La saga de la myopathie de Duchenne

Pour l’AFM-Téléthon, la myopathie de Duchenne représente tout un symbole : c’est la plus fréquente des maladies neuromusculaires de l’enfant, celle qui est à l’origine du combat des familles de l’Association. Elle fait aujourd’hui l’objet de grandes avancées thérapeutiques et a ouvert la voie aux autres maladies rares et aussi plus fréquentes.

Les victoires

 

Une maladie modèle pour l'accélération de la recherche

Le gène à l’origine de la myopathie de Duchenne concentre les difficultés à franchir car il est le plus grand gène humain connu. Ce qui a conduit les chercheurs à développer toutes sortes de stratégies et à explorer toutes les pistes thérapeutiques.

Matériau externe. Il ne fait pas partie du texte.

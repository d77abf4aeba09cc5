//! Per-call shared state.
//!
//! One [`CallSession`] exists per telephony connection. Both relays hold it
//! through an `Arc`; the inbound relay writes the stream identifier, either
//! relay may start shutdown, and the bridge marks the call closed once both
//! relays and writers have finished.

use std::fmt;
use std::sync::atomic::{AtomicBool, Ordering};

use parking_lot::{Mutex, RwLock};
use tokio_util::sync::CancellationToken;
use tracing::{debug, info, warn};
use uuid::Uuid;

/// Lifecycle of one call.
///
/// `Negotiating -> Active -> (Interrupting <-> Active) -> Closing -> Closed`
#[derive(Debug, Clone, Copy, PartialEq, Eq)]
pub enum CallStatus {
    Negotiating,
    Active,
    Interrupting,
    Closing,
    Closed,
}

impl fmt::Display for CallStatus {
    fn fmt(&self, f: &mut fmt::Formatter<'_>) -> fmt::Result {
        let s = match self {
            CallStatus::Negotiating => "negotiating",
            CallStatus::Active => "active",
            CallStatus::Interrupting => "interrupting",
            CallStatus::Closing => "closing",
            CallStatus::Closed => "closed",
        };
        f.write_str(s)
    }
}

/// State shared by the two relays of a single call.
#[derive(Debug)]
pub struct CallSession {
    call_id: Uuid,
    stream_sid: RwLock<Option<String>>,
    call_sid: RwLock<Option<String>>,
    status: Mutex<CallStatus>,
    response_playing: AtomicBool,
    shutdown: CancellationToken,
}

impl Default for CallSession {
    fn default() -> Self {
        Self::new()
    }
}

impl CallSession {
    pub fn new() -> Self {
        Self {
            call_id: Uuid::new_v4(),
            stream_sid: RwLock::new(None),
            call_sid: RwLock::new(None),
            status: Mutex::new(CallStatus::Negotiating),
            response_playing: AtomicBool::new(false),
            shutdown: CancellationToken::new(),
        }
    }

    pub fn call_id(&self) -> Uuid {
        self.call_id
    }

    /// Record the telephony stream identifier.
    ///
    /// The first identifier observed is kept for the rest of the call. A later
    /// `start` carrying a different identifier is logged and ignored.
    pub fn set_stream_id(&self, id: impl Into<String>) {
        let id = id.into();
        let mut guard = self.stream_sid.write();
        match guard.as_deref() {
            None => {
                info!(call_id = %self.call_id, stream_sid = %id, "Media stream started");
                *guard = Some(id);
            }
            Some(existing) if existing == id => {}
            Some(existing) => {
                warn!(
                    call_id = %self.call_id,
                    stream_sid = %existing,
                    ignored = %id,
                    "Ignoring second stream identifier for call"
                );
            }
        }
    }

    pub fn stream_id(&self) -> Option<String> {
        self.stream_sid.read().clone()
    }

    pub fn set_call_sid(&self, sid: impl Into<String>) {
        *self.call_sid.write() = Some(sid.into());
    }

    pub fn call_sid(&self) -> Option<String> {
        self.call_sid.read().clone()
    }

    pub fn status(&self) -> CallStatus {
        *self.status.lock()
    }

    /// Negotiation finished; steady-state traffic may flow.
    pub fn activate(&self) {
        let mut status = self.status.lock();
        if *status == CallStatus::Negotiating {
            *status = CallStatus::Active;
        }
    }

    /// Enter `Interrupting`. Returns false if the call is not active.
    pub fn begin_interrupt(&self) -> bool {
        let mut status = self.status.lock();
        if *status == CallStatus::Active {
            *status = CallStatus::Interrupting;
            true
        } else {
            false
        }
    }

    pub fn end_interrupt(&self) {
        let mut status = self.status.lock();
        if *status == CallStatus::Interrupting {
            *status = CallStatus::Active;
        }
    }

    pub fn set_response_playing(&self, playing: bool) {
        self.response_playing.store(playing, Ordering::Release);
    }

    pub fn response_playing(&self) -> bool {
        self.response_playing.load(Ordering::Acquire)
    }

    /// Signal that one leg has ended. Wakes the sibling relay.
    pub fn begin_closing(&self) {
        {
            let mut status = self.status.lock();
            if *status != CallStatus::Closed && *status != CallStatus::Closing {
                debug!(call_id = %self.call_id, from = %*status, "Call closing");
                *status = CallStatus::Closing;
            }
        }
        self.shutdown.cancel();
    }

    /// Mark the call fully closed. Idempotent.
    pub fn mark_closed(&self) {
        *self.status.lock() = CallStatus::Closed;
        self.shutdown.cancel();
    }

    pub fn is_closing(&self) -> bool {
        self.shutdown.is_cancelled()
    }

    /// Resolves once shutdown has been signalled by either relay.
    pub async fn closed(&self) {
        self.shutdown.cancelled().await
    }
}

Thérapie génique, thérapie cellulaire, chirurgie du gène, pharmacogénétique… toutes ces thérapies innovantes offrent des passerelles pour d’autres maladies génétiques

Parce que la myopathie de Duchenne est une maladie évolutive, lutter contre sa progression a toujours été une priorité pour l’AFM-Téléthon. Qualité des soins, recherche clinique pour améliorer la prise en charge médicale, amélioration du diagnostic, suivi médical pluridisciplinaire, conseil génétique, prévention de l’aggravation de la maladie notamment les atteintes cardiaques et respiratoires… les malades ont vu leur espérance et leur qualité de vie s’améliorer considérablement. Des progrès qui peuvent être étendus ou utilisés pour d’autres pathologies chroniques ou maladies rares comme l’arthrodèse pour des scolioses idiopathiques.

 

Les défis

Aujourd’hui, on ne compte pas moins de 33 essais thérapeutiques à travers le monde concernant la myopathie de Duchenne. Plusieurs centaines d’enfants participent à ces essais. Plusieurs candidats-médicaments font l’objet de discussions avec les autorités réglementaires.  

 

Un essai sur l’homme de thérapie Génique pour la Dystrophie Musculaire de Duchenne par « saut d’exon » sur le point de démarrer

Généthon est engagé dans un programme ambitieux, en collaboration avec l’Institut de Myologie (Paris) qui a permis de démontrer l’efficacité d’un traitement innovant de thérapie génique chez le modèle canin de la dystrophie musculaire de Duchenne. Ces travaux ont démontré en 2014 des niveaux élevés de réexpression de la dystrophine, la protéine qui dysfonctionne dans cette maladie, dans les muscles traités. 
Fort de ce succès, les équipes sont à l’œuvre pour lancer un essai clinique de phase I/II pour 2017. Objectif : traiter, par voie locorégionale, le membre supérieur de personnes atteintes de dystrophie musculaire de Duchenne non ambulantes et dont la dystrophine peut être corrigée par le saut spécifique de l’exon 53. 

 

I-Motion à l’heure internationale : un centre expert pour les essais thérapeutiques chez  les enfants atteints de maladies neuromusculaires  

I-Motion est l’un des centres pédiatriques européens les plus à la pointe dans le domaine des essais thérapeutiques contre les maladies neuromusculaires. Plus de 300 enfants atteints de maladies rares comme la myopathie de Duchenne ou l’amyotrophie spinale sont déjà venus consulter. Ils sont français, mais aussi roumains, russes, brésiliens, nord-africains, polonais, ou espagnols : au total, 30% des patients viennent de l'étranger. Le rayonnement international du centre  I-Motion amène à faire coexister en un même lieu, chaque semaine pendant au moins un an, des nationalités, des langues, des cultures différentes.  Les enfants et leurs familles sont pris en charge par une équipe d’environ 18 personnes, composée d’experts différents et complémentaires : des chercheurs, des biologistes, des kinésithérapeutes, des médecins, pour la plupart polyglottes. Une équipe, jeune, dynamique, et motivée dont les membres sont issus  d’horizons et parfois de pays différents.